Record set section start
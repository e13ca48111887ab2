//! Size distributions for polydisperse parameters.
//!
//! A distribution replaces a single parameter value by a weighted set of points
//! around it. The width is relative to the parameter value, so a width of 0.1 on a
//! radius of 20 Å spreads the radius by σ = 2 Å.

use serde::{Deserialize, Serialize};
use std::collections::BTreeMap;

use crate::error::{Result, SasFitError};
use crate::parameters::Bounds;

/// Shape of the distribution.
#[derive(Debug, Clone, Copy, PartialEq, Eq, Default, Serialize, Deserialize)]
#[serde(rename_all = "lowercase")]
pub enum PdType {
    #[default]
    Gaussian,
    Lognormal,
    Schulz,
    Rectangle,
    Boltzmann,
}

impl PdType {
    pub const ALL: [PdType; 5] = [
        PdType::Gaussian,
        PdType::Lognormal,
        PdType::Schulz,
        PdType::Rectangle,
        PdType::Boltzmann,
    ];

    pub fn as_str(&self) -> &'static str {
        match self {
            PdType::Gaussian => "gaussian",
            PdType::Lognormal => "lognormal",
            PdType::Schulz => "schulz",
            PdType::Rectangle => "rectangle",
            PdType::Boltzmann => "boltzmann",
        }
    }

    /// Distributions that only make sense for strictly positive values.
    fn positive_support(&self) -> bool {
        matches!(self, PdType::Lognormal | PdType::Schulz)
    }
}

pub const DEFAULT_PD_N: usize = 35;
pub const DEFAULT_PD_NSIGMA: f64 = 3.0;

fn default_pd_n() -> usize {
    DEFAULT_PD_N
}

fn default_pd_nsigma() -> f64 {
    DEFAULT_PD_NSIGMA
}

/// Distribution settings for one parameter.
#[derive(Debug, Clone, PartialEq, Serialize, Deserialize)]
#[serde(deny_unknown_fields)]
pub struct PdSettings {
    #[serde(default)]
    pub pd_type: PdType,
    /// Relative width; zero disables broadening
    #[serde(default)]
    pub pd_width: f64,
    #[serde(default = "default_pd_n")]
    pub pd_n: usize,
    #[serde(default = "default_pd_nsigma")]
    pub pd_nsigma: f64,
    /// Fit the width as `<parameter>_pd`
    #[serde(default)]
    pub vary: bool,
}

impl Default for PdSettings {
    fn default() -> Self {
        Self {
            pd_type: PdType::default(),
            pd_width: 0.0,
            pd_n: DEFAULT_PD_N,
            pd_nsigma: DEFAULT_PD_NSIGMA,
            vary: false,
        }
    }
}

/// Distribution settings keyed by parameter name.
pub type PolydispersityConfig = BTreeMap<String, PdSettings>;

/// Name of the fitted width parameter for `parameter`.
pub fn width_parameter(parameter: &str) -> String {
    format!("{parameter}_pd")
}

impl PdSettings {
    /// Check the settings for `parameter`.
    pub fn validate(&self, parameter: &str) -> Result<()> {
        let invalid = |reason: String| SasFitError::InvalidPolydispersity {
            parameter: parameter.to_string(),
            reason,
        };

        if !self.pd_width.is_finite() || self.pd_width < 0.0 {
            return Err(invalid(format!("pd_width must be >= 0, got {}", self.pd_width)));
        }
        if self.pd_n < 1 {
            return Err(invalid("pd_n must be at least 1".to_string()));
        }
        if !self.pd_nsigma.is_finite() || self.pd_nsigma <= 0.0 {
            return Err(invalid(format!("pd_nsigma must be > 0, got {}", self.pd_nsigma)));
        }
        if self.vary && self.pd_width > 1.0 {
            return Err(invalid(format!(
                "a fitted pd_width must lie in [0, 1], got {}",
                self.pd_width
            )));
        }
        if self.pd_type == PdType::Schulz && self.pd_width >= 1.0 && !self.vary {
            return Err(invalid("schulz distribution needs pd_width < 1".to_string()));
        }
        Ok(())
    }

    /// Weighted points of the distribution around `center`.
    ///
    /// Points outside `limits` (and non-positive points for lognormal and schulz)
    /// are dropped. Weights are not normalized; the composite model divides by the
    /// weighted volume. A zero width or a single point yields `[(center, 1.0)]`.
    pub fn points(&self, center: f64, width: f64, limits: Bounds) -> Vec<(f64, f64)> {
        let sigma = width * center.abs();
        if width <= 0.0 || sigma == 0.0 || self.pd_n <= 1 {
            return vec![(center, 1.0)];
        }

        let half_range = match self.pd_type {
            PdType::Rectangle => 3.0_f64.sqrt() * sigma,
            _ => self.pd_nsigma * sigma,
        };
        let lo = center - half_range;
        let hi = center + half_range;
        let n = self.pd_n;
        let step = (hi - lo) / (n - 1) as f64;

        let points: Vec<(f64, f64)> = (0..n)
            .map(|i| lo + step * i as f64)
            .filter(|x| limits.is_within_bounds(*x))
            .filter(|x| !self.pd_type.positive_support() || *x > 0.0)
            .map(|x| (x, self.weight(x, center, sigma, width)))
            .filter(|(_, w)| w.is_finite() && *w > 0.0)
            .collect();

        if points.is_empty() {
            vec![(center, 1.0)]
        } else {
            points
        }
    }

    fn weight(&self, x: f64, center: f64, sigma: f64, width: f64) -> f64 {
        match self.pd_type {
            PdType::Gaussian => (-0.5 * ((x - center) / sigma).powi(2)).exp(),
            PdType::Rectangle => 1.0,
            PdType::Boltzmann => (-(x - center).abs() / sigma).exp(),
            PdType::Lognormal => {
                (-0.5 * ((x.ln() - center.ln()) / width).powi(2)).exp() / x
            }
            PdType::Schulz => {
                let z = 1.0 / (width * width) - 1.0;
                let r = x / center;
                (z * r.ln() - (z + 1.0) * r).exp()
            }
        }
    }
}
Record set section end
Once the line containing "by σ = 2 Å." has been written out, please stop; every line before it, back to the first line of the records above, should be given exactly.

repository e13ca48111887ab2
//! Size distributions for polydisperse parameters.
//!
//! A distribution replaces a single parameter value by a weighted set of points
//! around it. The width is relative to the parameter value, so a width of 0.1 on a
//! radius of 20 Å spreads the radius by σ = 2 Å.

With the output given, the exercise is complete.